To be an elite pitcher, you need to know the difference between the loading the glute and loading the quad when that front foot comes off the ground. Loading the wrong muscles will setup weak hip rotation leading you to improperly push the knuckleball. Loading the proper muscles will have you throwing the ball harder, healther and nastier!
#2: Don't Drift Knee Over Toe.
You need to develop strength as a pitcher. In fact, pitchers are now the biggest and strongest on the field because strength allows you to maintain the proper positions throughout the delivery. As you fall down the mound, you need to keep your back knee from shooting out over your toe which will mess with your direction and hip rotation.

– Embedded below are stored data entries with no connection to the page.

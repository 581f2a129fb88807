//! The in-memory representation of an active tunnel.

use relayd_mux::MuxSession;
use relayd_proto::Protocol;
use std::sync::{Arc, Mutex};
use thiserror::Error;

#[derive(Debug, Error, PartialEq, Eq)]
pub enum MuxSessionError {
    #[error("mux session for this tunnel is already set")]
    AlreadySet,
}

enum MuxSlot {
    Unset,
    Set(Arc<MuxSession>),
    Closed,
}

/// Extends a tunnel with its control-channel-derived identity and its mux session,
/// which transitions `unset -> set -> closed` at most once over the binding's life.
pub struct TunnelBinding {
    pub tunnel_id: String,
    pub client_id: String,
    pub subdomain: Option<String>,
    pub public_port: Option<u16>,
    pub protocol: Protocol,
    mux_session: Mutex<MuxSlot>,
}

impl TunnelBinding {
    pub fn new(
        tunnel_id: impl Into<String>,
        client_id: impl Into<String>,
        subdomain: Option<String>,
        public_port: Option<u16>,
        protocol: Protocol,
    ) -> Self {
        Self {
            tunnel_id: tunnel_id.into(),
            client_id: client_id.into(),
            subdomain,
            public_port,
            protocol,
            mux_session: Mutex::new(MuxSlot::Unset),
        }
    }

    /// Sets the mux session exactly once. Fails if already set or already closed.
    pub fn set_mux_session(&self, session: Arc<MuxSession>) -> Result<(), MuxSessionError> {
        let mut slot = self.mux_session.lock().unwrap();
        match *slot {
            MuxSlot::Unset => {
                *slot = MuxSlot::Set(session);
                Ok(())
            }
            MuxSlot::Set(_) | MuxSlot::Closed => Err(MuxSessionError::AlreadySet),
        }
    }

    pub fn mux_session(&self) -> Option<Arc<MuxSession>> {
        match &*self.mux_session.lock().unwrap() {
            MuxSlot::Set(session) => Some(session.clone()),
            MuxSlot::Unset | MuxSlot::Closed => None,
        }
    }

    /// Closes the mux session if one was set, and marks the slot terminal either way
    /// so it is never mistaken for `unset` again.
    pub fn close_mux_session(&self) {
        let mut slot = self.mux_session.lock().unwrap();
        if let MuxSlot::Set(session) = &*slot {
            session.close();
        }
        *slot = MuxSlot::Closed;
    }

    pub fn is_mux_closed(&self) -> bool {
        matches!(*self.mux_session.lock().unwrap(), MuxSlot::Closed)
    }
}

#[cfg(test)]
mod tests {
    use super::*;
    use tokio::net::{TcpListener, TcpStream};

    async fn any_mux_session() -> Arc<MuxSession> {
        let listener = TcpListener::bind("127.0.0.1:0").await.unwrap();
        let addr = listener.local_addr().unwrap();
        let (accepted, _connected) =
            tokio::join!(listener.accept(), TcpStream::connect(addr));
        Arc::new(MuxSession::new(accepted.unwrap().0))
    }

    #[test]
    fn fresh_binding_has_no_mux_session_and_is_not_closed() {
        let binding = TunnelBinding::new("t1", "c1", Some("myapp".into()), None, Protocol::Http);
        assert!(binding.mux_session().is_none());
        assert!(!binding.is_mux_closed());
    }

    #[tokio::test]
    async fn mux_session_cannot_be_set_twice() {
        let binding = TunnelBinding::new("t1", "c1", Some("myapp".into()), None, Protocol::Http);
        binding.set_mux_session(any_mux_session().await).unwrap();
        assert!(binding.mux_session().is_some());

        let err = binding.set_mux_session(any_mux_session().await).unwrap_err();
        assert_eq!(err, MuxSessionError::AlreadySet);
    }

    #[tokio::test]
    async fn closing_marks_the_slot_terminal_and_rejects_further_sets() {
        let binding = TunnelBinding::new("t1", "c1", None, Some(30000), Protocol::Tcp);
        binding.close_mux_session();
        assert!(binding.is_mux_closed());
        assert!(binding.set_mux_session(any_mux_session().await).is_err());
    }
}
//! Wire format for the stream multiplexer: a fixed 9-byte header followed by a
//! variable-length payload.

use bytes::{Buf, BufMut, Bytes, BytesMut};
use thiserror::Error;

pub type StreamId = u32;

/// 4 bytes stream id + 1 byte frame type + 4 bytes payload length.
pub const HEADER_SIZE: usize = 9;

/// Frames larger than this are refused by the reader before the payload is allocated.
pub const MAX_FRAME_SIZE: u32 = 16 * 1024 * 1024;

#[derive(Debug, Error)]
pub enum MuxError {
    #[error("invalid frame type byte: {0}")]
    InvalidFrameType(u8),

    #[error("frame payload of {0} bytes exceeds the {1} byte limit")]
    FrameTooLarge(u32, u32),

    #[error("stream {0} not found")]
    StreamNotFound(StreamId),

    #[error("no available stream ids")]
    NoAvailableStreamIds,

    #[error("mux session is closed")]
    Closed,

    #[error("io error: {0}")]
    Io(#[from] std::io::Error),
}

#[derive(Debug, Clone, Copy, PartialEq, Eq)]
pub enum FrameType {
    /// Carries a chunk of application bytes for `stream_id`.
    Data = 0,
    /// Half-closes `stream_id`; no more `Data` frames will follow for it.
    Close = 1,
}

impl TryFrom<u8> for FrameType {
    type Error = MuxError;

    fn try_from(value: u8) -> Result<Self, Self::Error> {
        match value {
            0 => Ok(FrameType::Data),
            1 => Ok(FrameType::Close),
            other => Err(MuxError::InvalidFrameType(other)),
        }
    }
}

#[derive(Debug, Clone)]
pub struct Frame {
    pub stream_id: StreamId,
    pub frame_type: FrameType,
    pub payload: Bytes,
}

impl Frame {
    pub fn data(stream_id: StreamId, payload: Bytes) -> Self {
        Self {
            stream_id,
            frame_type: FrameType::Data,
            payload,
        }
    }

    pub fn close(stream_id: StreamId) -> Self {
        Self {
            stream_id,
            frame_type: FrameType::Close,
            payload: Bytes::new(),
        }
    }

    pub fn encode(&self) -> Result<Bytes, MuxError> {
        let len = self.payload.len();
        if len as u64 > MAX_FRAME_SIZE as u64 {
            return Err(MuxError::FrameTooLarge(len as u32, MAX_FRAME_SIZE));
        }
        let mut buf = BytesMut::with_capacity(HEADER_SIZE + len);
        buf.put_u32(self.stream_id);
        buf.put_u8(self.frame_type as u8);
        buf.put_u32(len as u32);
        buf.extend_from_slice(&self.payload);
        Ok(buf.freeze())
    }

    /// Parses the fixed header out of exactly `HEADER_SIZE` bytes, returning the
    /// stream id, frame type, and declared payload length.
    pub fn decode_header(mut header: &[u8]) -> Result<(StreamId, FrameType, u32), MuxError> {
        if header.len() < HEADER_SIZE {
            return Err(MuxError::Io(std::io::Error::new(
                std::io::ErrorKind::UnexpectedEof,
                "short mux frame header",
            )));
        }
        let stream_id = header.get_u32();
        let frame_type = FrameType::try_from(header.get_u8())?;
        let len = header.get_u32();
        if len > MAX_FRAME_SIZE {
            return Err(MuxError::FrameTooLarge(len, MAX_FRAME_SIZE));
        }
        Ok((stream_id, frame_type, len))
    }
}

#[cfg(test)]
mod tests {
    use super::*;

    #[test]
    fn data_frame_encodes_and_decodes_header() {
        let frame = Frame::data(7, Bytes::from_static(b"hello"));
        let encoded = frame.encode().unwrap();
        let (stream_id, frame_type, len) = Frame::decode_header(&encoded[..HEADER_SIZE]).unwrap();
        assert_eq!(stream_id, 7);
        assert_eq!(frame_type, FrameType::Data);
        assert_eq!(len, 5);
        assert_eq!(&encoded[HEADER_SIZE..], b"hello");
    }

    #[test]
    fn close_frame_has_empty_payload() {
        let frame = Frame::close(3);
        let encoded = frame.encode().unwrap();
        let (stream_id, frame_type, len) = Frame::decode_header(&encoded[..HEADER_SIZE]).unwrap();
        assert_eq!(stream_id, 3);
        assert_eq!(frame_type, FrameType::Close);
        assert_eq!(len, 0);
    }

    #[test]
    fn oversized_payload_is_rejected_at_encode_time() {
        let payload = vec![0u8; (MAX_FRAME_SIZE + 1) as usize];
        let frame = Frame::data(1, Bytes::from(payload));
        assert!(matches!(frame.encode(), Err(MuxError::FrameTooLarge(_, _))));
    }

    #[test]
    fn unknown_frame_type_byte_is_rejected() {
        assert!(matches!(FrameType::try_from(99), Err(MuxError::InvalidFrameType(99))));
    }
}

#3: Guide Yourself With Back Knee.
You might hear the term “vertical shin angle” when watching pitching videos online. We don’t NEED to keep a vertical shin, but we do need to guide our falling body to the plate by nudging our back knee towards second base. This gets our direction right and sets us up for proper hip rotation at the right time.
#4: Rotate Hip with Back Knee Before Landing.
Draw a straight line from your back hip to your back foot. The knee outside that line — towards second base — is holding the hip back from rotation. Once the knee hits that line, the back hip begins to rotate. And slamming the knee down towards the ground below that line completes back hip rotation which needs to happen with the front foot in the air before landing.
#5: Let Go of Ground Behind You.
This one is controversial, but it is a law of lower half biomechanics that you need to let go of the ground behind you when you rotate your back hip. Otherwise, you risk rotating around two points in space rather than one point — your front hip — and that could have you accelerating the knuckleball behind your body which is a recipe for disaster.